The problem states that the time taken by the ant to reach the other end is $(e^{n-1})$ seconds.
Comparing our calculated time with the given form: $e^{100} - 1 = e^{n-1}$ For this equality to hold, considering that $n$ is expected to be an integer (as is common in such problems), there is likely a slight typo in the question's format for time. If the time were given as $(e^n - 1)$ seconds, then $n=100$. Given the context of similar problems and standard exam questions, this is the most probable interpretation. However, strictly adhering to the given format $(e^{n-1})$: $n-1 = \ln(e^{100} - 1)$ $n = 1 + \ln(e^{100} - 1)$ Since $e^{100}$ is a very large number, $e^{100}-1$ is extremely close to $e^{100}$.
So, $\ln(e^{100}-1) \approx \ln(e^{100}) = 100$.
Therefore, $n \approx 1 + 100 = 101$.

Given that the similar question indicates the time as $(e^n - 1)$ and the answer is $n=100$, it strongly suggests that the question intended the form $(e^n - 1)$, and $(e^{n-1})$ is a typographical error for $(e^n - 1)$. If we assume this common form, then: Comparing $T = (e^{100} - 1)$ with $T = (e^n - 1)$, we get $n = 100$.

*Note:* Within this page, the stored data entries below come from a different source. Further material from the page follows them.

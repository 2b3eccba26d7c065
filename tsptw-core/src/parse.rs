//! Parser for the line-oriented instance format.
//!
//! The format is:
//!
//! 1. the node count;
//! 2. one whitespace-separated row of the distance matrix per node;
//! 3. one `earliest latest` pair per node, depot first.
//!
//! Lines starting with `#` and blank lines are ignored and do not count as
//! structural lines. Every number is real-valued in the text and converted
//! with [`scale`].

use std::io::{self, BufRead};
use std::str::FromStr;

use thiserror::Error;

use crate::{Instance, InstanceError, TimeWindow, TimeWindowError};

/// Scale factor applied to every real-valued input.
pub const PRECISION: f64 = 1000.0;

const COMMENT_MARKER: char = '#';

/// Errors raised while reading an instance.
///
/// Line numbers are 1-based physical line numbers, comments included.
#[derive(Debug, Error)]
pub enum ParseError {
    /// Reading from the underlying source failed.
    #[error("failed to read line {line}: {source}")]
    Io {
        /// Line being read.
        line: usize,
        /// Source error from std I/O.
        #[source]
        source: io::Error,
    },
    /// The first structural line is not a node count.
    #[error("line {line}: invalid node count {token:?}")]
    NodeCount {
        /// Offending line.
        line: usize,
        /// Token that failed to parse.
        token: String,
    },
    /// A token is not a finite number, or overflows once scaled.
    #[error("line {line}: invalid number {token:?}")]
    InvalidNumber {
        /// Offending line.
        line: usize,
        /// Token that failed to parse.
        token: String,
    },
    /// A distance row has the wrong number of entries.
    #[error("line {line}: distance row {row} has {found} entries, expected {expected}")]
    RaggedRow {
        /// Offending line.
        line: usize,
        /// Zero-based matrix row.
        row: usize,
        /// Number of nodes.
        expected: usize,
        /// Entries found.
        found: usize,
    },
    /// A time-window line has fewer than two values.
    #[error("line {line}: time window needs an earliest and a latest value")]
    MissingWindowBound {
        /// Offending line.
        line: usize,
    },
    /// A time window closes before it opens.
    #[error("line {line}: {source}")]
    Window {
        /// Offending line.
        line: usize,
        /// Validation failure.
        #[source]
        source: TimeWindowError,
    },
    /// The input ended before every section was read.
    #[error("expected {expected} {section} lines but found {found}")]
    Truncated {
        /// Section that is incomplete.
        section: &'static str,
        /// Lines required.
        expected: usize,
        /// Lines present.
        found: usize,
    },
    /// Structural lines follow the last time window.
    #[error("line {line}: unexpected content after the last time window")]
    TrailingLine {
        /// Offending line.
        line: usize,
    },
    /// The parsed data does not form a valid instance.
    #[error(transparent)]
    Instance(#[from] InstanceError),
}

/// Convert a real value to the integer precision unit.
///
/// The product `value * PRECISION` is rounded half-to-even, so `2.5` becomes
/// `2500` and `2.4995` becomes `2500`. Returns `None` for non-finite input or
/// results outside the `i64` range.
///
/// # Examples
/// ```
/// use tsptw_core::scale;
///
/// assert_eq!(scale(2.5), Some(2500));
/// assert_eq!(scale(2.4995), Some(2500));
/// assert_eq!(scale(f64::NAN), None);
/// ```
#[must_use]
#[expect(
    clippy::float_arithmetic,
    clippy::cast_possible_truncation,
    clippy::cast_precision_loss,
    reason = "input is real-valued; the range is checked before the cast"
)]
pub fn scale(value: f64) -> Option<i64> {
    let scaled = (value * PRECISION).round_ties_even();
    let in_range = scaled.is_finite() && scaled >= i64::MIN as f64 && scaled < i64::MAX as f64;
    in_range.then_some(scaled as i64)
}

/// Convert an integer in the precision unit back to real units.
///
/// # Examples
/// ```
/// use tsptw_core::unscale;
///
/// assert!((unscale(2_500) - 2.5).abs() < f64::EPSILON);
/// ```
#[must_use]
#[expect(
    clippy::float_arithmetic,
    clippy::cast_precision_loss,
    reason = "reports are printed in real units"
)]
pub const fn unscale(value: i64) -> f64 {
    value as f64 / PRECISION
}

/// Parse an instance from any buffered reader.
///
/// # Examples
/// ```
/// use tsptw_core::parse_instance;
///
/// let text = "# two nodes\n2\n0 1.5\n1.5 0\n0 10\n0 10\n";
/// let instance = parse_instance(text.as_bytes()).expect("valid instance");
/// assert_eq!(instance.distance(0, 1), Some(1500));
/// ```
pub fn parse_instance<R: BufRead>(reader: R) -> Result<Instance, ParseError> {
    let mut parser = Parser::default();
    for (index, line) in reader.lines().enumerate() {
        let number = index + 1;
        let text = line.map_err(|source| ParseError::Io {
            line: number,
            source,
        })?;
        let trimmed = text.trim();
        if trimmed.is_empty() || trimmed.starts_with(COMMENT_MARKER) {
            continue;
        }
        parser.consume(number, trimmed)?;
    }
    parser.finish()
}

impl FromStr for Instance {
    type Err = ParseError;

    fn from_str(text: &str) -> Result<Self, Self::Err> {
        parse_instance(text.as_bytes())
    }
}

#[derive(Debug, Default)]
struct Parser {
    node_count: Option<usize>,
    distances: Vec<Vec<i64>>,
    windows: Vec<TimeWindow>,
}

impl Parser {
    fn consume(&mut self, line: usize, text: &str) -> Result<(), ParseError> {
        let Some(node_count) = self.node_count else {
            let token = text.split_whitespace().next().unwrap_or_default();
            let count = token.parse::<usize>().map_err(|_| ParseError::NodeCount {
                line,
                token: token.to_owned(),
            })?;
            self.node_count = Some(count);
            return Ok(());
        };

        if self.distances.len() < node_count {
            let row = text
                .split_whitespace()
                .map(|token| number(line, token))
                .collect::<Result<Vec<_>, _>>()?;
            if row.len() != node_count {
                return Err(ParseError::RaggedRow {
                    line,
                    row: self.distances.len(),
                    expected: node_count,
                    found: row.len(),
                });
            }
            self.distances.push(row);
            return Ok(());
        }

        if self.windows.len() < node_count {
            let mut tokens = text.split_whitespace();
            let (Some(earliest), Some(latest)) = (tokens.next(), tokens.next()) else {
                return Err(ParseError::MissingWindowBound { line });
            };
            let window = TimeWindow::new(number(line, earliest)?, number(line, latest)?)
                .map_err(|source| ParseError::Window { line, source })?;
            self.windows.push(window);
            return Ok(());
        }

        Err(ParseError::TrailingLine { line })
    }

    fn finish(self) -> Result<Instance, ParseError> {
        let Some(node_count) = self.node_count else {
            return Err(ParseError::Truncated {
                section: "node count",
                expected: 1,
                found: 0,
            });
        };
        if self.distances.len() < node_count {
            return Err(ParseError::Truncated {
                section: "distance",
                expected: node_count,
                found: self.distances.len(),
            });
        }
        if self.windows.len() < node_count {
            return Err(ParseError::Truncated {
                section: "time window",
                expected: node_count,
                found: self.windows.len(),
            });
        }
        Ok(Instance::new(self.distances, self.windows)?)
    }
}

fn number(line: usize, token: &str) -> Result<i64, ParseError> {
    token
        .parse::<f64>()
        .ok()
        .and_then(scale)
        .ok_or_else(|| ParseError::InvalidNumber {
            line,
            token: token.to_owned(),
        })
}

#[cfg(test)]
mod tests {
    use super::*;
    use rstest::rstest;

    const TRIANGLE: &str = "\
# depot and two customers
3

0 1 1
1 0 1
# rows may be interleaved with comments
1 1 0
0 100
0 100
0 100
";

    #[rstest]
    fn parses_comments_and_blank_lines() {
        let instance: Instance = TRIANGLE.parse().expect("valid instance");
        assert_eq!(instance.node_count(), 3);
        assert_eq!(instance.distance(0, 1), Some(1000));
        assert_eq!(instance.distance(2, 2), Some(0));
        assert_eq!(
            instance.time_window(2),
            Some(TimeWindow::new(0, 100_000).expect("ordered bounds"))
        );
    }

    #[rstest]
    fn parsing_is_deterministic() {
        let first: Instance = TRIANGLE.parse().expect("valid instance");
        let second: Instance = TRIANGLE.parse().expect("valid instance");
        assert_eq!(first, second);
    }

    #[rstest]
    #[case(2.5, 2500)]
    #[case(2.4995, 2500)]
    #[case(1.23456, 1235)]
    #[case(-0.25, -250)]
    #[case(0.0, 0)]
    fn scale_rounds_to_nearest(#[case] value: f64, #[case] expected: i64) {
        assert_eq!(scale(value), Some(expected));
    }

    #[rstest]
    #[case(f64::INFINITY)]
    #[case(f64::NAN)]
    #[case(1e300)]
    fn scale_rejects_unrepresentable_values(#[case] value: f64) {
        assert_eq!(scale(value), None);
    }

    #[rstest]
    fn node_count_uses_first_token() {
        let instance: Instance = "1 extra\n0\n0 5\n".parse().expect("valid instance");
        assert_eq!(instance.node_count(), 1);
    }

    #[rstest]
    fn rejects_invalid_node_count() {
        let err = "three\n".parse::<Instance>().expect_err("bad count");
        assert!(matches!(err, ParseError::NodeCount { line: 1, ref token } if token == "three"));
    }

    #[rstest]
    fn rejects_ragged_row_with_line_number() {
        let err = "# header\n2\n0 1\n1\n0 1\n0 1\n"
            .parse::<Instance>()
            .expect_err("ragged row");
        assert!(matches!(
            err,
            ParseError::RaggedRow {
                line: 4,
                row: 1,
                expected: 2,
                found: 1
            }
        ));
    }

    #[rstest]
    fn rejects_non_numeric_distance() {
        let err = "2\n0 x\n1 0\n0 1\n0 1\n"
            .parse::<Instance>()
            .expect_err("bad token");
        assert!(matches!(err, ParseError::InvalidNumber { line: 2, ref token } if token == "x"));
    }

    #[rstest]
    fn rejects_missing_window_lines() {
        let err = "2\n0 1\n1 0\n0 1\n".parse::<Instance>().expect_err("truncated");
        assert!(matches!(
            err,
            ParseError::Truncated {
                section: "time window",
                expected: 2,
                found: 1
            }
        ));
    }

    #[rstest]
    fn rejects_single_bound_window() {
        let err = "1\n0\n5\n".parse::<Instance>().expect_err("one bound");
        assert!(matches!(err, ParseError::MissingWindowBound { line: 3 }));
    }

    #[rstest]
    fn rejects_inverted_window() {
        let err = "1\n0\n5 1\n".parse::<Instance>().expect_err("inverted");
        assert!(matches!(err, ParseError::Window { line: 3, .. }));
    }

    #[rstest]
    fn rejects_trailing_lines() {
        let err = "1\n0\n0 5\n0 5\n".parse::<Instance>().expect_err("trailing");
        assert!(matches!(err, ParseError::TrailingLine { line: 4 }));
    }

    #[rstest]
    fn rejects_empty_input() {
        let err = "# nothing here\n\n".parse::<Instance>().expect_err("empty");
        assert!(matches!(err, ParseError::Truncated { section: "node count", .. }));
    }

    #[rstest]
    fn rejects_zero_nodes() {
        let err = "0\n".parse::<Instance>().expect_err("no nodes");
        assert!(matches!(err, ParseError::Instance(InstanceError::Empty)));
    }

    #[rstest]
    fn rejects_negative_distances() {
        let err = "2\n0 -1\n1 0\n0 1\n0 1\n"
            .parse::<Instance>()
            .expect_err("negative distance");
        assert!(matches!(
            err,
            ParseError::Instance(InstanceError::NegativeDistance { .. })
        ));
    }
}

If the question truly implies $e^{n-1}$ as the value, then $n = 1 + \ln(e^{100}-1)$, which is not an integer. For JEE/NEET, integer answers are typically expected for "find n" type questions. Hence, we proceed with the most probable interpretation, assuming the typo.

The final answer is $\boxed{100}$.

Explanation (minimal): The ant's velocity relative to the fixed end is $\frac{dx}{dt} = v + \frac{x}{L+ut}u$. Solving this differential equation with initial condition $x(0)=0$ yields the ant's position $x(t) = (L+ut)\frac{v}{u}\ln\left(\frac{L+ut}{L}\right)$. The ant reaches the other end when $x(T) = L+uT$. Substituting this, we get $1 = \frac{v}{u}\ln\left(\frac{L+uT}{L}\right)$. Solving for $T$ gives $T = \frac{L}{u}(e^{u/v}-1)$. Given $L=1\text{ m}$, $u=1\text{ m/s}$, $v=1\text{ cm/s}=0.01\text{ m/s}$, we find $u/v = 100$. Thus, $T = (e^{100}-1)$ seconds. Comparing this with the implied form $(e^n-1)$ from similar problems (assuming a typo in the given $(e^{n-1})$), we get $n=100$.